From localization to hyper localization and towards a more resilient and sustainable food system

From localization to hyper localization and towards a more resilient and sustainable food system

More than a decade ago at Blendhub we had the strategic vision to transform our centralized business model toward localization. This made us pioneers in 2011 when deploying our first portable powder blending unit (PPB) in India with the objective of reducing the time and costs, of buying the ingredients, blending, and packaging a specific food formulation, and supplying it to a B2B food industry customer in the Middle East. And we succeeded big time: we reduced global supply chains with +70 days, reduced inventory substantially, and saved 30% of the food product cost while at the same time reducing gas emissions due to optimized logistics.

The magic “recipe” was localization: localizing production closer to raw materials and closer to end consumers to be much more cost-efficient and operate sustainably.

Today, the context in which we live has proven us right: it was not only a good strategy to reduce costs and be more efficient for our customers. The Covid pandemic, global warming, and the increasing digitalization and automation of processes are leading to changes in the markets that demand fast and agile adaptation and market launch of new solutions.

And localization is the keyword. Localized food production facilitates local entrepreneurship, network, and consumer understanding, increases operational performance and efficiency in the food system, and this results in higher resilience and lower risks.

Visionary food producers start to see hyperlocalization as a clear way to improve the industry’s resilience and thereby take advantage of an entirely new way to become competitive while at the same time reducing emissions and lowering climate impact. 

As noted in the last Intergovernmental Panel on Climate Change report, hyperlocalization involves creating shorter supply chains and establishing or redesigning operations to allow food production to occur in the same local environment as the end consumer. With a focus on shorter, transparent, and more sustainable supply chains, localization is evolving into hyperlocalization, producing food as close to consumers as possible. The big and centralized food factories will soon be history.

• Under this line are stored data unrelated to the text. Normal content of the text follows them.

// SPDX-License-Identifier: (MIT OR Apache-2.0)
//! Symbolic lock expressions.

use std::fmt;
use std::hash::{Hash, Hasher};

use guardcheck_resolve::{Symbol, SymbolId, SymbolKind};

/// A resolved symbol inside a lock expression.
///
/// Identity is the symbol id alone; the name is kept for display.
#[derive(Debug, Clone)]
pub struct LockSym {
    pub id: SymbolId,
    pub name: String,
}

impl LockSym {
    pub fn new(id: SymbolId, name: impl Into<String>) -> Self {
        Self {
            id,
            name: name.into(),
        }
    }

    /// Methods display with a trailing `()`.
    pub fn from_symbol(symbol: &Symbol) -> Self {
        let name = match symbol.kind {
            SymbolKind::Method { .. } => format!("{}()", symbol.name),
            _ => symbol.name.clone(),
        };
        Self::new(symbol.id, name)
    }
}

impl PartialEq for LockSym {
    fn eq(&self, other: &Self) -> bool {
        self.id == other.id
    }
}

impl Eq for LockSym {}

impl Hash for LockSym {
    fn hash<H: Hasher>(&self, state: &mut H) {
        self.id.hash(state);
    }
}

/// A symbolic description of a particular lock object.
///
/// Two expressions are equal when they have the same shape and resolve to
/// the same symbols, however they were spelled in source.
#[derive(Debug, Clone, PartialEq, Eq, Hash)]
pub enum LockExpr {
    /// The innermost enclosing instance.
    This,
    /// `Outer.this`, an enclosing instance other than the innermost.
    Outer(LockSym),
    /// `Foo.class`.
    ClassLiteral(LockSym),
    /// A type used as the qualifier of a static member (`Foo` in `Foo.lock`).
    TypeLiteral(LockSym),
    /// A local variable or parameter.
    Local(LockSym),
    /// `base.member`; zero-argument method calls select the method.
    Select { base: Box<LockExpr>, member: LockSym },
}

impl LockExpr {
    pub fn select(base: LockExpr, member: LockSym) -> Self {
        LockExpr::Select {
            base: Box::new(base),
            member,
        }
    }

    /// The bottom of a select chain.
    pub fn root(&self) -> &LockExpr {
        let mut expr = self;
        while let LockExpr::Select { base, .. } = expr {
            expr = base;
        }
        expr
    }

    /// Whether this expression is rooted at the innermost instance and so
    /// depends on how the guarded member was reached.
    pub fn is_relative(&self) -> bool {
        matches!(self.root(), LockExpr::This)
    }
}

impl fmt::Display for LockExpr {
    fn fmt(&self, f: &mut fmt::Formatter<'_>) -> fmt::Result {
        match self {
            LockExpr::This => write!(f, "this"),
            LockExpr::Outer(class) => write!(f, "{}.this", class.name),
            LockExpr::ClassLiteral(class) => write!(f, "{}.class", class.name),
            LockExpr::TypeLiteral(class) => write!(f, "{}", class.name),
            LockExpr::Local(local) => write!(f, "{}", local.name),
            LockExpr::Select { base, member } => write!(f, "{}.{}", base, member.name),
        }
    }
}

#[cfg(test)]
mod tests {
    use super::*;
    use std::collections::HashSet;

    fn sym(id: u32, name: &str) -> LockSym {
        LockSym::new(SymbolId(id), name)
    }

    #[test]
    fn equality_ignores_display_names() {
        let a = LockExpr::select(LockExpr::This, sym(3, "mu"));
        let b = LockExpr::select(LockExpr::This, sym(3, "renamed"));
        let c = LockExpr::select(LockExpr::This, sym(4, "mu"));
        assert_eq!(a, b);
        assert_ne!(a, c);

        let set: HashSet<LockExpr> = [a.clone(), b].into_iter().collect();
        assert_eq!(set.len(), 1);
        assert!(set.contains(&a));
    }

    #[test]
    fn shape_matters() {
        let class = sym(1, "Foo");
        assert_ne!(
            LockExpr::ClassLiteral(class.clone()),
            LockExpr::TypeLiteral(class.clone())
        );
        assert_ne!(LockExpr::Outer(class.clone()), LockExpr::ClassLiteral(class));
    }

    #[test]
    fn roots_and_relativity() {
        let chain = LockExpr::select(LockExpr::select(LockExpr::This, sym(2, "a")), sym(3, "b"));
        assert_eq!(chain.root(), &LockExpr::This);
        assert!(chain.is_relative());

        let outer = LockExpr::select(LockExpr::Outer(sym(1, "Outer")), sym(2, "mu"));
        assert!(!outer.is_relative());
        assert!(!LockExpr::ClassLiteral(sym(1, "Foo")).is_relative());
        assert!(LockExpr::This.is_relative());
    }

    #[test]
    fn display() {
        let rw = LockExpr::select(LockExpr::This, sym(2, "rw"));
        let read = LockExpr::select(rw.clone(), sym(3, "readLock()"));
        assert_eq!(read.to_string(), "this.rw.readLock()");
        assert_eq!(
            LockExpr::select(LockExpr::Outer(sym(1, "Outer")), sym(4, "mu")).to_string(),
            "Outer.this.mu"
        );
        assert_eq!(
            LockExpr::select(LockExpr::TypeLiteral(sym(5, "Foo")), sym(6, "LOCK")).to_string(),
            "Foo.LOCK"
        );
        assert_eq!(LockExpr::ClassLiteral(sym(5, "Foo")).to_string(), "Foo.class");
        assert_eq!(LockExpr::Local(sym(7, "lock")).to_string(), "lock");
    }
}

Years ago, when I first raised the need to localize food production closer to raw materials and final consumers, I had to fight against the incomprehension of an industry that was still too traditional and conservative. Today, with Blendhub operating 7 plants on 4 continents and a unique Food-as-a-Service (FaaS) business model helping companies of any size to produce anywhere in the world, I celebrate that the industry is adopting hyperlocalization to produce more efficiently and sustainably, thus ensuring the supply of basic and nutritious food products to feed more people in more places.

Hyperlocalization is also about revitalizing local crops and empowering local farmers to become the new FMCG companies of this new world. A clear and recent example is millets, due to their importance as a staple food, which is usually grown in developing countries and has a huge and untapped potential in the global food industry. That’s precisely why the UN and FAO have declared 2023 the international year of millets to promote their cultivation, processing, and consumption, encouraging the different stakeholders in the supply chain to work together to exploit this potential and not just cry over the lack of traditional crop availabilities.

Two years ago, we at Blendhub took the lead in the Revaluation of the Ragi (Finger Millet) Supply Chain in India to create healthy and affordable nutrition around a highly undervalued local raw material. We are now helping farmers and entrepreneurs from idea to market removing inefficient steps and costs along the supply chain and facilitating access to healthy and nutritious novel products in a unique shared value model.

Achieving full hyperlocalization may be challenging but the absolute key is multi-stakeholder collaboration and not the one we know today where “winner takes all”. We are dealing with many different challenges at the same time including lack of supply chain transparency, food traceability, food fraud, food loss, and food waste to name a few, and all being shared by more than 500 million farmers and SMEs apart from the big multinational food industries.

Localization is a complete game changer in the global food system and the rules of how to operate and create shared value will never be the same again. It is just a question of time.